Collected data:
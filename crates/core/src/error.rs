//! Unified error types for swcache.
//!
//! Every variant renders with a stable code prefix so tool callers can
//! match on the message without parsing free text.

use rmcp::model::{ErrorCode, ErrorData as McpError};
use tokio_rusqlite::rusqlite;

/// Unified error types for the offline cache.
#[derive(Debug, thiserror::Error)]
pub enum Error {
    /// Invalid input parameters (e.g., unknown request mode).
    #[error("INVALID_INPUT: {0}")]
    InvalidInput(String),

    /// Invalid or unresolvable URL.
    #[error("INVALID_URL: {0}")]
    InvalidUrl(String),

    /// Transport-level failure: DNS, refused connection, timeout, reset.
    #[error("NETWORK_ERROR: {0}")]
    Network(String),

    /// Response body exceeded the configured byte cap.
    #[error("FETCH_TOO_LARGE: {0}")]
    FetchTooLarge(String),

    /// No bucket or entry found for the given name.
    #[error("CACHE_MISS: {0}")]
    CacheMiss(String),

    /// Bucket name did not follow the `<prefix>-v<version>` convention.
    #[error("INVALID_BUCKET: {0}")]
    InvalidBucket(String),

    /// Database operation failed.
    #[error("CACHE_ERROR: {0}")]
    Database(tokio_rusqlite::Error),

    /// Migration failed to apply.
    #[error("CACHE_ERROR: migration failed: {0}")]
    MigrationFailed(String),

    /// Stored entry could not be decoded.
    #[error("CACHE_ERROR: corrupt entry: {0}")]
    CorruptEntry(String),
}

impl From<tokio_rusqlite::Error<Error>> for Error {
    fn from(err: tokio_rusqlite::Error<Error>) -> Self {
        match err {
            tokio_rusqlite::Error::Error(e) => e,
            tokio_rusqlite::Error::ConnectionClosed => Error::Database(tokio_rusqlite::Error::ConnectionClosed),
            tokio_rusqlite::Error::Close(c) => Error::Database(tokio_rusqlite::Error::Close(c)),
            _ => Error::Database(tokio_rusqlite::Error::ConnectionClosed),
        }
    }
}

impl From<tokio_rusqlite::Error<rusqlite::Error>> for Error {
    fn from(err: tokio_rusqlite::Error<rusqlite::Error>) -> Self {
        Error::Database(err)
    }
}

impl From<rusqlite::Error> for Error {
    fn from(err: rusqlite::Error) -> Self {
        Error::Database(tokio_rusqlite::Error::Error(err))
    }
}

impl From<serde_json::Error> for Error {
    fn from(err: serde_json::Error) -> Self {
        Error::CorruptEntry(err.to_string())
    }
}

impl From<Error> for McpError {
    fn from(err: Error) -> Self {
        let (code, message) = match &err {
            Error::InvalidInput(msg) => (-32602, msg.clone()),
            Error::InvalidUrl(msg) => (-32003, msg.clone()),
            Error::Network(msg) => (-32008, msg.clone()),
            Error::FetchTooLarge(msg) => (-32007, msg.clone()),
            Error::CacheMiss(msg) => (-32001, msg.clone()),
            Error::InvalidBucket(msg) => (-32602, msg.clone()),
            Error::Database(e) => (-32002, e.to_string()),
            Error::MigrationFailed(msg) => (-32002, msg.clone()),
            Error::CorruptEntry(msg) => (-32002, msg.clone()),
        };

        McpError { code: ErrorCode(code), message: message.into(), data: None }
    }
}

_WHAT YOU NEED TO DO:_
Please transcribe each entry exactly, keeping every word as it is.

_ANSWER FOR THIS EXERCISE:_
filename crates/core/src/error.rs
//! Unified error types for swcache.
//!
//! Every variant renders with a stable code prefix so tool callers can
//! match on the message without parsing free text.

use rmcp::model::{ErrorCode, ErrorData as McpError};
use tokio_rusqlite::rusqlite;

/// Unified error types for the offline cache.
#[derive(Debug, thiserror::Error)]
pub enum Error {
    /// Invalid input parameters (e.g., unknown request mode).
    #[error("INVALID_INPUT: {0}")]
    InvalidInput(String),

    /// Invalid or unresolvable URL.
    #[error("INVALID_URL: {0}")]
    InvalidUrl(String),

    /// Transport-level failure: DNS, refused connection, timeout, reset.
    #[error("NETWORK_ERROR: {0}")]
    Network(String),

    /// Response body exceeded the configured byte cap.
    #[error("FETCH_TOO_LARGE: {0}")]
    FetchTooLarge(String),

    /// No bucket or entry found for the given name.
    #[error("CACHE_MISS: {0}")]
    CacheMiss(String),

    /// Bucket name did not follow the `<prefix>-v<version>` convention.
    #[error("INVALID_BUCKET: {0}")]
    InvalidBucket(String),

    /// Database operation failed.
    #[error("CACHE_ERROR: {0}")]
    Database(tokio_rusqlite::Error),

    /// Migration failed to apply.
    #[error("CACHE_ERROR: migration failed: {0}")]
    MigrationFailed(String),

    /// Stored entry could not be decoded.
    #[error("CACHE_ERROR: corrupt entry: {0}")]
    CorruptEntry(String),
}

impl From<tokio_rusqlite::Error<Error>> for Error {
    fn from(err: tokio_rusqlite::Error<Error>) -> Self {
        match err {
            tokio_rusqlite::Error::Error(e) => e,
            tokio_rusqlite::Error::ConnectionClosed => Error::Database(tokio_rusqlite::Error::ConnectionClosed),
            tokio_rusqlite::Error::Close(c) => Error::Database(tokio_rusqlite::Error::Close(c)),
            _ => Error::Database(tokio_rusqlite::Error::ConnectionClosed),
        }
    }
}

impl From<tokio_rusqlite::Error<rusqlite::Error>> for Error {
    fn from(err: tokio_rusqlite::Error<rusqlite::Error>) -> Self {
        Error::Database(err)
    }
}

impl From<rusqlite::Error> for Error {
    fn from(err: rusqlite::Error) -> Self {
        Error::Database(tokio_rusqlite::Error::Error(err))
    }
}

impl From<serde_json::Error> for Error {
    fn from(err: serde_json::Error) -> Self {
        Error::CorruptEntry(err.to_string())
    }
}

impl From<Error> for McpError {
    fn from(err: Error) -> Self {
        let (code, message) = match &err {
            Error::InvalidInput(msg) => (-32602, msg.clone()),
            Error::InvalidUrl(msg) => (-32003, msg.clone()),
            Error::Network(msg) => (-32008, msg.clone()),
            Error::FetchTooLarge(msg) => (-32007, msg.clone()),
            Error::CacheMiss(msg) => (-32001, msg.clone()),
            Error::InvalidBucket(msg) => (-32602, msg.clone()),
            Error::Database(e) => (-32002, e.to_string()),
            Error::MigrationFailed(msg) => (-32002, msg.clone()),
            Error::CorruptEntry(msg) => (-32002, msg.clone()),
        };

        McpError { code: ErrorCode(code), message: message.into(), data: None }
    }
}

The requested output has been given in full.